Her son said he wasn't alone. He claimed other players on the Colleyville Heritage team were doping.
"He goes, 'Mom, the pressures we get from the coaches. The pressures we get from our peers! To get that starting position on varsity, you got to be big!'" recalls Lewis.
Lewis called the school and blew the whistle, but she says officials denied any problem. And when she went public, "It was extremely hurtful, because I knew the information I gave the school was legitimate," says Lewis.
It would take three months of pressure, but finally nine athletes admitted taking muscle-building drugs.
"It really opened our eyes and [we] started looking into it even further to see if there were any other students involved and the impact," says Robin McClure, spokesman for the
Grapevine-Colleyville Independent School District.
Lewis' anti-steroid campaign is having an impact. Despite the cost of steroid tests — about $150 each — this month, Lewis' district will consider random testing of athletes.
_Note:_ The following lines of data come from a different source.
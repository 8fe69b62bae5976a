//! A resistor network finder for circuit design.
//!
//! Given a bin of available resistor values, it builds every series/parallel network of up to
//! five resistors, keeps those within a tolerance of a target resistance, and lists them from
//! the most to the least accurate, along with the colour and SMD codes of the parts used.
//!
//! # Example
//! A 3.7K resistor is not in the E12 series, but a few E12 parts get close:
//! ```rust
//! use resistor_net::*;
//!
//! let calc = NetCalc::from_series(&E12).limits(Limits::default().max_size(2));
//! let solution = calc.solve(3700.0, Some(1.0)).expect("valid input");
//!
//! let best = &solution.entries[0];
//! println!("{}", solution);
//! assert!(best.error_percent <= 1.0);
//! assert!(best.component_count <= 2);
//! ```
//! Printing the solution produces a report like:
//! ```text
//! -- Networks within 1.00% tolerance of 3700.00 Ω --
//!    Found 7 combinations, showing top 7 sorted by error
//!
//! #1 (1000.00 + 2700.00) = 3700.00 Ω (2 resistors, error 0.00%)
//!     Component resistor codes:
//!       1000.00 Ω: 4-band: Brown-Black-Red-Gold | 5-band: Brown-Black-Black-Brown-Brown | SMD: 102
//!       2700.00 Ω: 4-band: Red-Violet-Red-Gold | 5-band: Red-Violet-Black-Brown-Brown | SMD: 272
//! ```
//!
//! The R-2R ladder calculator is independent of the network search:
//! ```rust
//! let spec = resistor_net::ladder(10_000.0, 8, 5.0).unwrap();
//! assert_eq!(spec.r2_count, 9);
//! ```

use log::info;
use serde::Serialize;

pub mod codes;
pub mod config;
mod error;
pub mod ladder;
pub mod network;
pub mod rank;
mod report;
mod series;
mod value;

#[cfg(feature = "expr_builder")]
mod expr;

pub use codes::{five_band, four_band, smd, ColorCode};
pub use config::{Limits, DEFAULT_TOLERANCE, MAX_TRACKED_PARTS};
pub use error::{Error, Result};
#[cfg(feature = "expr_builder")]
pub use expr::eval_target;
pub use ladder::{ladder, LadderSample, LadderSpec};
pub use network::{build, Network, NetworksBySize};
pub use rank::{rank, Match, Ranking};
pub use series::{RSeries, E12, E192, E24, E3, E48, E6, E96, STOCK};
pub use value::{engineering, format_value, parse_value, rkm};

/// One displayed network of a [`Solution`].
#[derive(Debug, Clone, PartialEq, Serialize)]
pub struct Entry {
    pub expression: String,
    pub resistance: f64,
    pub component_count: usize,
    pub error_percent: f64,
    /// Codes of the distinct parts used. Only filled in for the leading entries.
    pub codes: Vec<ColorCode>,
}

/// The answer to one target/tolerance query.
#[derive(Debug, Clone, Serialize)]
pub struct Solution {
    pub target: f64,
    pub tolerance: f64,
    /// Matches found, including those not listed in `entries`.
    pub total: usize,
    /// How many leading entries carry codes.
    pub top_codes: usize,
    pub entries: Vec<Entry>,
}

impl Solution {
    pub fn found(&self) -> bool {
        self.total > 0
    }

    /// Matches found but left out of `entries`.
    pub fn hidden(&self) -> usize {
        self.total - self.entries.len()
    }
}

/// Main calculator struct
#[derive(Debug, Clone)]
pub struct NetCalc {
    available: Vec<f64>,
    limits: Limits,
}

impl NetCalc {
    /// Creates a calculator drawing parts from `available`.
    /// # Examples
    /// ```
    ///     # use resistor_net::*;
    ///     let calc = NetCalc::new(vec![100.0, 220.0, 470.0]);
    ///     let exact = calc.solve(320.0, Some(0.0)).unwrap();
    ///     assert_eq!(exact.entries[0].expression, "(100.00 + 220.00)");
    /// ```
    pub fn new(available: Vec<f64>) -> Self {
        NetCalc {
            available,
            limits: Limits::default(),
        }
    }

    /// Creates a calculator drawing parts from a standard series.
    pub fn from_series(series: &RSeries) -> Self {
        Self::new(series.iter().cloned().collect())
    }

    /// Creates a calculator from the default parts bin, [`STOCK`].
    pub fn stock() -> Self {
        Self::new(STOCK.to_vec())
    }

    pub fn limits(self, limits: Limits) -> Self {
        NetCalc { limits, ..self }
    }

    pub fn available(&self) -> &[f64] {
        &self.available
    }

    /// Builds every network the configured parts and limits allow.
    pub fn networks(&self) -> Result<NetworksBySize> {
        self.check_available()?;
        build(
            &self.available,
            self.limits.max_size,
            self.limits.max_networks,
        )
    }

    /// Finds the networks within `tolerance` percent of `target` ohms, defaulting to
    /// [`DEFAULT_TOLERANCE`].
    ///
    /// Input is validated before anything is enumerated. Finding nothing is not an error: the
    /// solution simply has no entries.
    pub fn solve(&self, target: f64, tolerance: Option<f64>) -> Result<Solution> {
        let tolerance = tolerance.unwrap_or(DEFAULT_TOLERANCE);
        if !(target > 0.0 && target.is_finite()) {
            return Err(Error::InvalidTarget(target));
        }
        if !(tolerance >= 0.0 && tolerance.is_finite()) {
            return Err(Error::InvalidTolerance(tolerance));
        }

        let networks = self.networks()?;
        let ranking = rank(&networks, target, tolerance, self.limits.max_results)?;
        info!(
            "target {} ± {}%: {} matches from {} networks",
            target,
            tolerance,
            ranking.total(),
            networks.len()
        );

        let entries = ranking
            .iter()
            .enumerate()
            .map(|(idx, m)| Entry {
                expression: m.expression().to_string(),
                resistance: m.resistance(),
                component_count: m.component_count(),
                error_percent: m.error_percent(),
                codes: if idx < self.limits.top_codes {
                    m.component_codes()
                } else {
                    Vec::new()
                },
            })
            .collect();

        Ok(Solution {
            target,
            tolerance,
            total: ranking.total(),
            top_codes: self.limits.top_codes,
            entries,
        })
    }

    fn check_available(&self) -> Result<()> {
        if self.available.is_empty() {
            return Err(Error::NoAvailableValues);
        }
        match self
            .available
            .iter()
            .find(|&&r| !(r > 0.0 && r.is_finite()))
        {
            Some(&r) => Err(Error::InvalidValue(r)),
            None => Ok(()),
        }
    }
}

#[cfg(test)]
mod tests {
    use super::*;

    #[test]
    fn validates_before_enumerating() {
        let calc = NetCalc::new(vec![]);
        assert!(matches!(calc.solve(0.0, None), Err(Error::InvalidTarget(_))));
        assert!(matches!(calc.solve(100.0, None), Err(Error::NoAvailableValues)));

        let calc = NetCalc::new(vec![100.0, 0.0]);
        assert!(matches!(calc.solve(100.0, None), Err(Error::InvalidValue(_))));
    }

    #[test]
    fn codes_only_for_leading_entries() {
        let calc = NetCalc::new(vec![100.0, 220.0]).limits(Limits::default().top_codes(2));
        let solution = calc.solve(300.0, Some(50.0)).unwrap();
        assert!(solution.entries.len() > 2);
        assert!(solution.entries[..2].iter().all(|e| !e.codes.is_empty()));
        assert!(solution.entries[2..].iter().all(|e| e.codes.is_empty()));
    }

    #[test]
    fn default_tolerance_is_five_percent() {
        let solution = NetCalc::new(vec![104.0])
            .limits(Limits::default().max_size(1))
            .solve(100.0, None)
            .unwrap();
        assert_eq!(solution.tolerance, DEFAULT_TOLERANCE);
        assert_eq!(solution.total, 1);

        let strict = NetCalc::new(vec![106.0])
            .limits(Limits::default().max_size(1))
            .solve(100.0, None)
            .unwrap();
        assert!(!strict.found());
    }
}
//! R-2R ladder DAC sizing.

use serde::Serialize;

use crate::codes::ColorCode;
use crate::error::{Error, Result};

/// Reference voltage used when the caller passes a non-positive one.
pub const DEFAULT_VREF: f64 = 5.0;

/// Bit depths the calculator accepts.
pub const BITS: std::ops::RangeInclusive<u32> = 2..=24;

/// Ladders this narrow list every input code; wider ones get [`SAMPLES`] evenly spaced codes.
const EXHAUSTIVE_BITS: u32 = 4;
const SAMPLES: u64 = 16;

/// Output voltage for one digital input code.
#[derive(Debug, Clone, PartialEq, Serialize)]
pub struct LadderSample {
    /// The code in binary, MSB first, `bits` digits wide.
    pub code: String,
    pub value: u64,
    pub voltage: f64,
}

/// Parts list and transfer characteristics of an R-2R ladder.
#[derive(Debug, Clone, PartialEq, Serialize)]
pub struct LadderSpec {
    pub r: f64,
    pub r2: f64,
    pub bits: u32,
    pub vref: f64,
    /// Resistors of value R.
    pub r_count: u32,
    /// Resistors of value 2R, including the termination.
    pub r2_count: u32,
    /// Voltage step of one LSB.
    pub lsb: f64,
    /// Output at the all-ones code.
    pub full_scale: f64,
    /// Thevenin output impedance, equal to R at every code.
    pub output_impedance: f64,
    pub r_code: ColorCode,
    pub r2_code: ColorCode,
    pub samples: Vec<LadderSample>,
}

/// Sizes an R-2R ladder of `bits` bits built from `r` and `2r` against reference `vref`.
///
/// ```
/// # use resistor_net::ladder::ladder;
/// let spec = ladder(10_000.0, 8, 5.0).unwrap();
/// assert_eq!((spec.r_count, spec.r2_count), (7, 9));
/// assert_eq!(spec.lsb, 5.0 / 256.0);
/// ```
pub fn ladder(r: f64, bits: u32, vref: f64) -> Result<LadderSpec> {
    if !(r > 0.0 && r.is_finite()) {
        return Err(Error::InvalidValue(r));
    }
    if !BITS.contains(&bits) {
        return Err(Error::InvalidBits(bits));
    }
    let vref = if vref > 0.0 { vref } else { DEFAULT_VREF };

    let steps = 1_u64 << bits;
    let max = steps - 1;
    let lsb = vref / steps as f64;
    let voltage = |value: u64| vref * value as f64 / steps as f64;

    let values: Vec<u64> = if bits <= EXHAUSTIVE_BITS {
        (0..=max).collect()
    } else {
        (0..SAMPLES).map(|i| i * max / (SAMPLES - 1)).collect()
    };
    let samples = values
        .into_iter()
        .map(|value| LadderSample {
            code: format!("{:0width$b}", value, width = bits as usize),
            value,
            voltage: voltage(value),
        })
        .collect();

    Ok(LadderSpec {
        r,
        r2: 2.0 * r,
        bits,
        vref,
        r_count: bits - 1,
        r2_count: bits + 1,
        lsb,
        full_scale: voltage(max),
        output_impedance: r,
        r_code: ColorCode::new(r),
        r2_code: ColorCode::new(2.0 * r),
        samples,
    })
}

#[cfg(test)]
mod tests {
    use super::*;

    #[test]
    fn eight_bit_ladder() {
        let spec = ladder(10_000.0, 8, 5.0).unwrap();
        assert_eq!(spec.r_count, 7);
        assert_eq!(spec.r2_count, 9);
        assert!((spec.lsb - 0.019531).abs() < 1e-6);
        assert!((spec.full_scale - 4.980469).abs() < 1e-6);

        assert_eq!(spec.samples.len(), 16);
        let last = spec.samples.last().unwrap();
        assert_eq!(last.value, 255);
        assert_eq!(last.code, "11111111");
        assert!((last.voltage - 5.0 * 255.0 / 256.0).abs() < 1e-12);
        assert_eq!(spec.samples[0].value, 0);
        assert_eq!(spec.samples[1].value, 17);
    }

    #[test]
    fn narrow_ladders_list_every_code() {
        let spec = ladder(1000.0, 3, 3.3).unwrap();
        let codes: Vec<&str> = spec.samples.iter().map(|s| s.code.as_str()).collect();
        assert_eq!(
            codes,
            vec!["000", "001", "010", "011", "100", "101", "110", "111"]
        );
        assert_eq!(spec.r2, 2000.0);
        assert_eq!(spec.r2_code.four_band, "Red-Black-Red-Gold");
    }

    #[test]
    fn non_positive_vref_falls_back() {
        let spec = ladder(1000.0, 4, 0.0).unwrap();
        assert_eq!(spec.vref, DEFAULT_VREF);
        assert_eq!(spec.samples.len(), 16);
    }

    #[test]
    fn rejects_out_of_range() {
        assert!(matches!(ladder(1000.0, 1, 5.0), Err(Error::InvalidBits(1))));
        assert!(matches!(ladder(1000.0, 25, 5.0), Err(Error::InvalidBits(25))));
        assert!(matches!(ladder(0.0, 8, 5.0), Err(Error::InvalidValue(_))));
    }

    #[test]
    fn widest_ladder_samples_full_scale() {
        let spec = ladder(10_000.0, 24, 5.0).unwrap();
        assert_eq!(spec.samples.last().unwrap().value, (1 << 24) - 1);
    }
}
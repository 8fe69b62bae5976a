//! CLI integration tests

use assert_cmd::cargo::cargo_bin_cmd;
use assert_cmd::Command;
use predicates::prelude::*;

fn rnet() -> Command {
    cargo_bin_cmd!("rnet")
}

#[test]
fn solve_with_explicit_values() {
    rnet()
        .args(["solve", "320", "--values", "100,220", "-t", "0"])
        .assert()
        .success()
        .stdout(predicate::str::contains("#1 (100.00 + 220.00) = 320.00 Ω"))
        .stdout(predicate::str::contains("SMD: 221"));
}

#[test]
fn solve_reports_no_match() {
    rnet()
        .args(["solve", "1000000000", "--values", "1,10,100", "-n", "2", "-t", "1"])
        .assert()
        .success()
        .stdout(predicate::str::contains("No network found"));
}

#[test]
fn solve_rejects_bad_target() {
    rnet()
        .args(["solve", "-5", "--values", "100"])
        .assert()
        .failure()
        .stderr(predicate::str::contains("greater than 0"));
}

#[test]
fn solve_rejects_unknown_series() {
    rnet()
        .args(["solve", "100", "--series", "e7"])
        .assert()
        .failure()
        .stderr(predicate::str::contains("Unknown series"));
}

#[test]
fn solve_json() {
    let output = rnet()
        .args(["solve", "4.7K", "--series", "e12", "-n", "1", "-t", "0", "-f", "json"])
        .output()
        .unwrap();
    assert!(output.status.success());
    let json: serde_json::Value = serde_json::from_slice(&output.stdout).unwrap();
    assert_eq!(json["total"], 1);
    assert_eq!(json["entries"][0]["codes"][0]["four_band"], "Yellow-Violet-Red-Gold");
}

#[test]
fn codes_command() {
    rnet()
        .args(["codes", "4.7K", "4.7"])
        .assert()
        .success()
        .stdout(predicate::str::contains(
            "4700.00 Ω: 4-band: Yellow-Violet-Red-Gold | 5-band: Yellow-Violet-Black-Brown-Brown | SMD: 472",
        ))
        .stdout(predicate::str::contains("SMD: 4R7"));
}

#[test]
fn ladder_command() {
    rnet()
        .args(["ladder", "10K", "--bits", "8"])
        .assert()
        .success()
        .stdout(predicate::str::contains("LSB: 0.019531 V"))
        .stdout(predicate::str::contains("x 7"))
        .stdout(predicate::str::contains("x 9"));
}

#[test]
fn ladder_rejects_wide_ladders() {
    rnet()
        .args(["ladder", "10K", "--bits", "32"])
        .assert()
        .failure()
        .stderr(predicate::str::contains("between 2 and 24 bits"));
}
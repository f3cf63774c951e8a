use std::thread;

use rand::rngs::StdRng;
use rand::seq::SliceRandom;
use rand::SeedableRng;
use serde::{Serialize, Deserialize};
use tracing::info;

use crate::error::{Error, Result};
use crate::generator::circle::CircleGenerator;
use crate::generator::figure::FigureGenerator;
use crate::generator::square::SquareGenerator;
use crate::generator::triangle::TriangleGenerator;
use crate::shape::ShapeSample;

/// Sizes and noise level of the generated sets.
///
/// `train_count` and `validation_count` are per generator, so with the three
/// standard generators the training set holds `3 × train_count` samples.
#[derive(Debug, Clone, PartialEq, Serialize, Deserialize)]
pub struct DatasetConfig {
    pub image_side: usize,
    pub train_count: usize,
    pub validation_count: usize,
    pub noise: f64,
    #[serde(default)]
    pub seed: Option<u64>,
}

impl DatasetConfig {
    pub fn validate(&self) -> Result<()> {
        if self.image_side == 0 {
            return Err(Error::InvalidConfig("image_side must be > 0".to_owned()));
        }
        if !(0.0..=1.0).contains(&self.noise) {
            return Err(Error::InvalidConfig(format!(
                "noise must be a probability in [0, 1], got {}",
                self.noise
            )));
        }
        Ok(())
    }
}

impl Default for DatasetConfig {
    fn default() -> Self {
        DatasetConfig {
            image_side: 7,
            train_count: 1000,
            validation_count: 500,
            noise: 0.05,
            seed: None,
        }
    }
}

/// Which set is being generated; each draws from its own seed stream.
#[derive(Debug, Clone, Copy, PartialEq, Eq)]
pub enum Split {
    Train,
    Validation,
}

impl Split {
    fn stream(self) -> u64 {
        match self {
            Split::Train => 0,
            Split::Validation => 1,
        }
    }
}

/// Runs a set of figure generators in parallel and merges their output into
/// one shuffled collection.
pub struct DatasetGenerator {
    config: DatasetConfig,
    generators: Vec<Box<dyn FigureGenerator>>,
}

impl DatasetGenerator {
    pub fn new(config: DatasetConfig, generators: Vec<Box<dyn FigureGenerator>>) -> Result<DatasetGenerator> {
        config.validate()?;
        Ok(DatasetGenerator { config, generators })
    }

    /// Circle, square and triangle generators.
    pub fn standard(config: DatasetConfig) -> Result<DatasetGenerator> {
        DatasetGenerator::new(
            config,
            vec![
                Box::new(CircleGenerator),
                Box::new(SquareGenerator),
                Box::new(TriangleGenerator),
            ],
        )
    }

    pub fn config(&self) -> &DatasetConfig {
        &self.config
    }

    pub fn train_set(&self) -> Vec<ShapeSample> {
        self.generate(Split::Train, self.config.train_count)
    }

    pub fn validation_set(&self) -> Vec<ShapeSample> {
        self.generate(Split::Validation, self.config.validation_count)
    }

    /// Generates `count` samples per generator, one scoped thread each, then
    /// concatenates them in generator order and shuffles once.
    pub fn generate(&self, split: Split, count: usize) -> Vec<ShapeSample> {
        let side = self.config.image_side;
        let noise = self.config.noise;

        let batches: Vec<Vec<ShapeSample>> = thread::scope(|scope| {
            let handles: Vec<_> = self
                .generators
                .iter()
                .enumerate()
                .map(|(index, generator)| {
                    let mut rng = self.rng(split, index as u64);
                    scope.spawn(move || generator.generate(side, count, noise, &mut rng))
                })
                .collect();

            handles
                .into_iter()
                .map(|h| h.join().unwrap_or_else(|panic| std::panic::resume_unwind(panic)))
                .collect()
        });

        let mut samples: Vec<ShapeSample> = batches.into_iter().flatten().collect();
        samples.shuffle(&mut self.rng(split, self.generators.len() as u64));

        info!(
            split = ?split,
            generators = self.generators.len(),
            per_generator = count,
            total = samples.len(),
            side,
            "generated dataset"
        );

        samples
    }

    fn rng(&self, split: Split, index: u64) -> StdRng {
        match self.config.seed {
            Some(seed) => {
                let base = seed.wrapping_add(split.stream().wrapping_mul(0x9E37_79B9_7F4A_7C15));
                StdRng::seed_from_u64(base.wrapping_add(index))
            }
            None => StdRng::from_entropy(),
        }
    }
}
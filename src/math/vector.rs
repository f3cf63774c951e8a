/// Element-wise `a - b`. Panics on length mismatch.
pub fn subtract(a: &[f64], b: &[f64]) -> Vec<f64> {
    assert_eq!(a.len(), b.len(), "cannot subtract vectors of len {} and {}", a.len(), b.len());
    a.iter().zip(b.iter()).map(|(x, y)| x - y).collect()
}

/// Element-wise (Hadamard) product. Panics on length mismatch.
pub fn hadamard(a: &[f64], b: &[f64]) -> Vec<f64> {
    assert_eq!(a.len(), b.len(), "cannot multiply vectors of len {} and {}", a.len(), b.len());
    a.iter().zip(b.iter()).map(|(x, y)| x * y).collect()
}

/// Index of the maximum element; the first index wins ties.
///
/// Returns 0 for an empty slice. NaN entries never win.
pub fn argmax(v: &[f64]) -> usize {
    let mut best = 0;
    for i in 1..v.len() {
        if v[i] > v[best] {
            best = i;
        }
    }
    best
}
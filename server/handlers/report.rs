use std::io::Cursor;
use tiny_http::Response;

use figure_nn::{EvaluationReport, ShapeLabel};

use crate::render::{render_page, Page};
use crate::state::SharedState;

// ---------------------------------------------------------------------------
// GET /valid
// ---------------------------------------------------------------------------

/// Generates a validation set, runs the predictor over it and renders the
/// accuracy report.
pub fn handle_get(state: &SharedState) -> Response<Cursor<Vec<u8>>> {
    let samples = state.data.validation_set();
    let report = EvaluationReport::evaluate(&state.network, &samples);
    crate::routes::html_response(render_report(&report))
}

pub fn render_report(report: &EvaluationReport) -> String {
    let recall_rows: String = report
        .recall_by_label()
        .iter()
        .map(|(label, recall)| format!("<tr><th>{}</th><td>{:.2}%</td></tr>", label, recall))
        .collect();

    render_page(Page::Report, |tmpl| {
        tmpl.replace("{{COUNT_ALL}}", &report.count_all.to_string())
            .replace("{{COUNT_TRUE}}", &report.count_true.to_string())
            .replace("{{COUNT_FALSE}}", &report.count_false.to_string())
            .replace("{{PERCENT_TRUE}}", &format!("{:.2}", report.percent_true))
            .replace("{{RECALL_ROWS}}", &recall_rows)
            .replace("{{CONFUSION}}", &build_confusion_matrix_html(&report.confusion))
    })
}

// ---------------------------------------------------------------------------
// Confusion matrix
// ---------------------------------------------------------------------------

fn build_confusion_matrix_html(matrix: &[Vec<usize>]) -> String {
    let max_off_diag = matrix.iter().enumerate()
        .flat_map(|(r, row)| row.iter().enumerate().filter(move |(c, _)| *c != r).map(|(_, &v)| v))
        .max()
        .unwrap_or(1)
        .max(1);

    let name = |slot: usize| ShapeLabel::from_slot(slot).map(|l| l.as_str()).unwrap_or("?");

    let header: String = (0..matrix.len()).map(|c| format!("<th>P:{}</th>", name(c))).collect();
    let rows: String = matrix.iter().enumerate().map(|(r, row)| {
        let cells: String = row.iter().enumerate().map(|(c, &v)| {
            if r == c {
                format!("<td class=\"conf-diag\">{}</td>", v)
            } else {
                let alpha = (v as f64 / max_off_diag as f64 * 0.4).min(0.4);
                let style = if v > 0 {
                    format!(" style=\"background:rgba(220,38,38,{:.2})\"", alpha)
                } else {
                    String::new()
                };
                format!("<td{}>{}</td>", style, v)
            }
        }).collect();
        format!("<tr><th>T:{}</th>{}</tr>", name(r), cells)
    }).collect();

    format!(
        r#"<table class="conf-matrix">
  <thead><tr><th></th>{header}</tr></thead>
  <tbody>{rows}</tbody>
</table>"#,
        header = header, rows = rows
    )
}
In Colleyville, at a town hall meeting on steroids, denial is giving way to action.
"I've heard from many parents thanking us for helping to bring this issue to the forefront," says Coleyville Heritage principal Robin Ryan.
That's what Lewis wants, but at a price. Her son was threatened and had to transfer to another school. Meanwhile, neighbors stopped talking to her.
"I'm not in this for a popularity contest, at all," she says. "Even if it saves one child's life, it's worth it."
She's just a tough Texas mom, challenging the biggest game in the state to take a hard look at the cost of winning.